USM Anywhere Service Issue - Windows Vulnerability Scanning Not Working
Incident Report for USM Anywhere
Resolved
The incident is resolved. Thank you for your patience and we apologize for the disruption. A full retrospective will be posted on the USM Anywhere status page (status.alienvault.cloud) after we have had time to fully investigate the issue.

If your USM Anywhere is not functioning normally at this time, please open a support ticket at www.alienvault.com/support to discuss the issue with a support representative.
Posted 5 months ago.
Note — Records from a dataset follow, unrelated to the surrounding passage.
//! Dialect polymorphism for SQL emission.
//!
//! Clause semantics are dialect-invariant; only the lexical surface varies
//! (identifier quoting, literal syntax, type conversion of the selected
//! key-id column). Dialects are a small capability trait selected by backend
//! configuration; the compiler and aliaser never see them.

use chrono::NaiveDateTime;
use serde::{Deserialize, Serialize};

use crate::dataspec::entity_spec::CodeMapping;

use super::errors::SqlGenError;

pub trait SqlDialect: Send + Sync {
    fn name(&self) -> &'static str;

    /// Quote an identifier. The ANSI default leaves identifiers bare.
    fn quote_identifier(&self, ident: &str) -> String {
        ident.to_string()
    }

    fn string_literal(&self, value: &str) -> String {
        format!("'{}'", value.replace('\'', "''"))
    }

    fn date_literal(&self, ts: &NaiveDateTime) -> String {
        format!("'{}'", ts.format("%Y-%m-%d %H:%M:%S"))
    }

    /// Wrap the selected key-id column so key ids always arrive as text,
    /// whatever type the store uses for them.
    fn wrap_key_id(&self, column_ref: &str) -> String {
        format!("CAST({} AS CHAR)", column_ref)
    }

    fn supports_case_translation(&self) -> bool {
        true
    }

    /// Emit a `CASE col WHEN code THEN id … ELSE col END` expression that
    /// normalizes database-local codes to canonical ids inside the database.
    fn render_case(
        &self,
        column_ref: &str,
        mappings: &[CodeMapping],
    ) -> Result<String, SqlGenError> {
        if !self.supports_case_translation() {
            return Err(SqlGenError::UnsupportedCapability {
                dialect: self.name(),
                capability: "case translation",
            });
        }
        let mut sql = String::from("CASE ");
        sql.push_str(column_ref);
        for mapping in mappings {
            sql.push_str(" WHEN ");
            sql.push_str(&self.string_literal(&mapping.sql_code));
            sql.push_str(" THEN ");
            sql.push_str(&self.string_literal(&mapping.proposition_id));
        }
        sql.push_str(" ELSE ");
        sql.push_str(column_ref);
        sql.push_str(" END");
        Ok(sql)
    }
}

/// Config-selectable dialect, deserialized from the catalog document.
#[derive(Debug, Clone, Copy, Default, PartialEq, Eq, Serialize, Deserialize)]
#[serde(rename_all = "snake_case")]
pub enum DialectKind {
    #[default]
    Ansi,
    Mysql,
    Postgres,
    Sqlite,
}

impl DialectKind {
    pub fn dialect(&self) -> &'static dyn SqlDialect {
        match self {
            DialectKind::Ansi => &AnsiDialect,
            DialectKind::Mysql => &MySqlDialect,
            DialectKind::Postgres => &PostgresDialect,
            DialectKind::Sqlite => &SqliteDialect,
        }
    }
}

pub struct AnsiDialect;

impl SqlDialect for AnsiDialect {
    fn name(&self) -> &'static str {
        "ansi"
    }
}

pub struct MySqlDialect;

impl SqlDialect for MySqlDialect {
    fn name(&self) -> &'static str {
        "mysql"
    }

    fn quote_identifier(&self, ident: &str) -> String {
        format!("`{}`", ident)
    }

    fn wrap_key_id(&self, column_ref: &str) -> String {
        format!("CONVERT({}, CHAR)", column_ref)
    }
}

pub struct PostgresDialect;

impl SqlDialect for PostgresDialect {
    fn name(&self) -> &'static str {
        "postgres"
    }

    fn date_literal(&self, ts: &NaiveDateTime) -> String {
        format!("TIMESTAMP '{}'", ts.format("%Y-%m-%d %H:%M:%S"))
    }

    fn wrap_key_id(&self, column_ref: &str) -> String {
        format!("{}::varchar", column_ref)
    }
}

pub struct SqliteDialect;

impl SqlDialect for SqliteDialect {
    fn name(&self) -> &'static str {
        "sqlite"
    }

    fn wrap_key_id(&self, column_ref: &str) -> String {
        format!("CAST({} AS TEXT)", column_ref)
    }
}
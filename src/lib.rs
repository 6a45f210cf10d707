//! Propstream - relational proposition retrieval for clinical data sources
//!
//! This crate reconstructs typed clinical propositions from relational
//! databases through:
//! - Declarative entity specs mapping proposition types to tables and joins
//! - Compilation of entity sets and filters into dialect-correct SQL
//! - Positional result processing into a merged proposition model
//! - Key-grouped streaming delivery with bounded backpressure

pub mod dataspec;
pub mod db;
pub mod executor;
pub mod results;
pub mod sqlgen;
//! Integration tests - components working together over a full catalog,
//! without requiring an external database server.

mod pipeline_tests;
mod statement_generation_tests;
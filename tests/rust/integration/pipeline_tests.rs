//! Integration tests for the streaming pipeline: backpressure, ordering,
//! and failure propagation between the producer and consumer sides.

#[cfg(test)]
mod pipeline {
    use propstream::dataspec::DataSourceCatalog;
    use propstream::db::{RowSource, SqliteRowSource};
    use propstream::executor::{
        BatchHandler, CancelFlag, CollectingHandler, ExecutorConfig, ExecutorError, HandlerError,
        QueryExecutor, QueryRequest,
    };
    use propstream::results::DataStreamingEvent;
    use propstream::sqlgen::SqlOrder;

    const CATALOG: &str = r#"
backend_id: clinical-db
dialect: sqlite
entities:
  - name: Vital
    proposition_ids: [VITAL]
    kind: primitive
    base_spec: { table: VITAL, column: patient_id }
    unique_id_specs:
      - { table: VITAL, column: vital_id }
    value_spec: { table: VITAL, column: value }
    value_type: number
    start_time_spec: { table: VITAL, column: time }
"#;

    fn init_logging() {
        let _ = env_logger::builder().is_test(true).try_init();
    }

    fn seeded_source(patients: usize, vitals_per_patient: usize) -> SqliteRowSource {
        let source = SqliteRowSource::open_in_memory().unwrap();
        source
            .execute("CREATE TABLE VITAL (vital_id TEXT, patient_id TEXT, value REAL, time TEXT)")
            .unwrap();
        for p in 0..patients {
            for v in 0..vitals_per_patient {
                source
                    .connection()
                    .execute(
                        "INSERT INTO VITAL VALUES (?1, ?2, ?3, ?4)",
                        rusqlite::params![
                            format!("V{}_{}", p, v),
                            format!("P{:04}", p),
                            98.6,
                            "2013-04-01 08:00:00"
                        ],
                    )
                    .unwrap();
            }
        }
        source
    }

    fn request(keys: usize) -> QueryRequest {
        QueryRequest {
            query_id: "pipeline-test".to_string(),
            prop_ids: ["VITAL".to_string()].into(),
            key_ids: (0..keys).map(|p| format!("P{:04}", p)).collect(),
            filters: vec![],
            order: Some(SqlOrder::Ascending),
        }
    }

    #[test]
    fn small_queue_capacity_still_delivers_every_batch() {
        init_logging();
        let catalog = DataSourceCatalog::from_yaml_str(CATALOG).unwrap();
        let source = seeded_source(50, 3);
        let executor = QueryExecutor::new(&catalog, &source).with_config(ExecutorConfig {
            queue_capacity: 2,
            wrap_key_id: false,
        });
        let mut handler = CollectingHandler::default();
        executor
            .execute_streaming(&request(50), &mut handler, &CancelFlag::new())
            .unwrap();
        assert_eq!(handler.events.len(), 50);
        assert!(handler.events.iter().all(|e| e.propositions.len() == 3));
    }

    #[test]
    fn batches_arrive_key_contiguous_and_sorted() {
        let catalog = DataSourceCatalog::from_yaml_str(CATALOG).unwrap();
        let source = seeded_source(10, 2);
        let executor = QueryExecutor::new(&catalog, &source);
        let mut handler = CollectingHandler::default();
        executor
            .execute_streaming(&request(10), &mut handler, &CancelFlag::new())
            .unwrap();
        let keys: Vec<&str> = handler.events.iter().map(|e| e.key_id.as_str()).collect();
        let mut sorted = keys.clone();
        sorted.sort();
        sorted.dedup();
        // One event per key, in the statement's key order.
        assert_eq!(keys, sorted);
    }

    struct FailAtHandler {
        fail_at: usize,
        handled: usize,
    }

    impl BatchHandler for FailAtHandler {
        fn handle_batch(&mut self, _event: DataStreamingEvent) -> Result<(), HandlerError> {
            self.handled += 1;
            if self.handled >= self.fail_at {
                return Err(format!("refused batch {}", self.handled).into());
            }
            Ok(())
        }
    }

    #[test]
    fn first_handler_error_wins_and_unblocks_the_producer() {
        init_logging();
        let catalog = DataSourceCatalog::from_yaml_str(CATALOG).unwrap();
        let source = seeded_source(200, 1);
        // Tiny queue so the producer is actively blocked when the failure
        // hits; teardown must still complete.
        let executor = QueryExecutor::new(&catalog, &source).with_config(ExecutorConfig {
            queue_capacity: 1,
            wrap_key_id: false,
        });
        let mut handler = FailAtHandler {
            fail_at: 3,
            handled: 0,
        };
        let result = executor.execute_streaming(&request(200), &mut handler, &CancelFlag::new());
        assert!(matches!(
            result,
            Err(ExecutorError::Handler(msg)) if msg.contains("refused batch 3")
        ));
    }
}
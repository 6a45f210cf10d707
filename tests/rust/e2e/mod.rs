//! End-to-end tests - full query flow from YAML catalog to delivered
//! batches over an embedded SQLite database.

mod full_query_tests;
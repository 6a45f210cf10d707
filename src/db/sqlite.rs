//! SQLite row source backed by rusqlite. Used by embedded deployments and
//! the test suite; server backends implement [`RowSource`] over their own
//! drivers.

use rusqlite::types::ValueRef;
use rusqlite::Connection;

use super::errors::DataReadError;
use super::{Row, RowCursor, RowSource, VecCursor};

pub struct SqliteRowSource {
    conn: Connection,
}

impl SqliteRowSource {
    pub fn new(conn: Connection) -> Self {
        SqliteRowSource { conn }
    }

    pub fn open_in_memory() -> Result<Self, DataReadError> {
        Connection::open_in_memory()
            .map(SqliteRowSource::new)
            .map_err(from_sqlite)
    }

    pub fn connection(&self) -> &Connection {
        &self.conn
    }
}

impl RowSource for SqliteRowSource {
    fn rows<'a>(&'a self, sql: &str) -> Result<Box<dyn RowCursor + 'a>, DataReadError> {
        // SQLite is in-process; buffering the statement keeps the cursor
        // free of the prepared statement's borrow.
        let mut stmt = self.conn.prepare(sql).map_err(from_sqlite)?;
        let column_count = stmt.column_count();
        let mut rows = Vec::new();
        let mut raw = stmt.query([]).map_err(from_sqlite)?;
        while let Some(row) = raw.next().map_err(from_sqlite)? {
            let mut cells = Vec::with_capacity(column_count);
            for idx in 0..column_count {
                cells.push(cell_to_text(row.get_ref(idx).map_err(from_sqlite)?));
            }
            rows.push(Row(cells));
        }
        Ok(Box::new(VecCursor::new(rows)))
    }

    fn execute(&self, sql: &str) -> Result<(), DataReadError> {
        self.conn.execute_batch(sql).map_err(from_sqlite)
    }
}

fn cell_to_text(value: ValueRef<'_>) -> Option<String> {
    match value {
        ValueRef::Null => None,
        ValueRef::Integer(i) => Some(i.to_string()),
        ValueRef::Real(f) => Some(f.to_string()),
        ValueRef::Text(bytes) => Some(String::from_utf8_lossy(bytes).into_owned()),
        ValueRef::Blob(bytes) => Some(String::from_utf8_lossy(bytes).into_owned()),
    }
}

fn from_sqlite(err: rusqlite::Error) -> DataReadError {
    DataReadError::Database(err.to_string())
}
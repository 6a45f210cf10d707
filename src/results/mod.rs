//! Result assembly: materialize propositions from positional result rows,
//! merge multi-pass contributions, wire references, and group everything by
//! key id for delivery.

pub mod cache;
pub mod errors;
pub mod main_processor;
pub mod ref_processor;
pub mod streaming;

pub use cache::ResultCache;
pub use errors::ResultsError;
pub use main_processor::MainResultProcessor;
pub use ref_processor::RefResultProcessor;
pub use streaming::{DataStreamingEvent, KeyGroupCursor, ReferencePass, StreamingAssembler};
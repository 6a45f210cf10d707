//! Reference-pass row processing: each row names an owner proposition and
//! the target it references; the target's unique id is appended to the
//! owner's named reference slot in the cache.
//!
//! The owner must already be cached by a main pass. A row naming an owner
//! no main pass produced is a consistency failure and aborts the query,
//! never a silent drop.

use crate::dataspec::entity_spec::{EntitySpec, ReferenceSpec};
use crate::dataspec::proposition::UniqueId;
use crate::db::{Row, RowCursor};
use crate::sqlgen::ColumnSpecInfo;

use super::cache::ResultCache;
use super::errors::ResultsError;

pub struct RefResultProcessor<'a> {
    entity_spec: &'a EntitySpec,
    reference_spec: &'a ReferenceSpec,
    target: &'a EntitySpec,
    info: &'a ColumnSpecInfo,
}

impl<'a> RefResultProcessor<'a> {
    pub fn new(
        entity_spec: &'a EntitySpec,
        reference_spec: &'a ReferenceSpec,
        target: &'a EntitySpec,
        info: &'a ColumnSpecInfo,
    ) -> Self {
        RefResultProcessor {
            entity_spec,
            reference_spec,
            target,
            info,
        }
    }

    pub fn key_id_index(&self) -> usize {
        self.info.key_id_index
    }

    pub fn reference_name(&self) -> &str {
        &self.reference_spec.name
    }

    /// Decode one row into `(key id, owner unique id, target unique id)`.
    /// A row whose target id columns are all NULL carries no reference and
    /// is skipped.
    pub fn read_row(
        &self,
        row: &Row,
    ) -> Result<Option<(String, UniqueId, UniqueId)>, ResultsError> {
        let key_id = row
            .get(self.info.key_id_index)
            .ok_or(ResultsError::MissingKeyId(self.info.key_id_index))?
            .to_string();
        let owner = self.read_uid(row, &self.entity_spec.name, &self.info.owner_id_indices);
        let target_indices = &self.info.reference_indices[&self.reference_spec.name];
        if target_indices.iter().all(|&idx| row.get(idx).is_none()) {
            return Ok(None);
        }
        let target = self.read_uid(row, &self.target.name, target_indices);
        Ok(Some((key_id, owner, target)))
    }

    /// Wire one row's reference into the cache.
    pub fn apply_row(&self, row: &Row, cache: &mut ResultCache) -> Result<(), ResultsError> {
        let Some((key_id, owner, target)) = self.read_row(row)? else {
            return Ok(());
        };
        let Some(proposition) = cache.get_mut(&key_id, &owner) else {
            return Err(ResultsError::MissingReferenceOwner {
                reference: self.reference_spec.name.clone(),
                owner: owner.to_string(),
                key_id,
            });
        };
        let base = proposition.base_mut();
        let slot = base
            .references
            .entry(self.reference_spec.name.clone())
            .or_default();
        // Join multiplicity can repeat a pairing within one pass.
        if !slot.contains(&target) {
            slot.push(target);
        }
        Ok(())
    }

    /// Drain a cursor against an already-populated cache.
    pub fn process(
        &self,
        cursor: &mut dyn RowCursor,
        cache: &mut ResultCache,
    ) -> Result<usize, ResultsError> {
        let mut count = 0;
        while let Some(row) = cursor.next_row()? {
            self.apply_row(&row, cache)?;
            count += 1;
        }
        log::debug!(
            "Applied {} reference rows for '{}' on entity '{}'",
            count,
            self.reference_spec.name,
            self.entity_spec.name
        );
        Ok(count)
    }

    fn read_uid(&self, row: &Row, entity_name: &str, indices: &[usize]) -> UniqueId {
        let parts = indices
            .iter()
            .map(|&idx| row.get(idx).unwrap_or_default().to_string())
            .collect();
        UniqueId::new(entity_name.to_string(), parts)
    }
}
Jul 25, 2018 - 14:03 UTC
Monitoring
A fix has been tested and released for this issue.  Systems should begin to download and install this fix between midnight and 1:00 AM UTC today (7:00-8:00 PM CT); it may take up to an hour after that for all USM Anywhere environments to update.  We will continue to closely monitor this issue and will declare the incident resolved when we are satisfied that the service has returned to normal.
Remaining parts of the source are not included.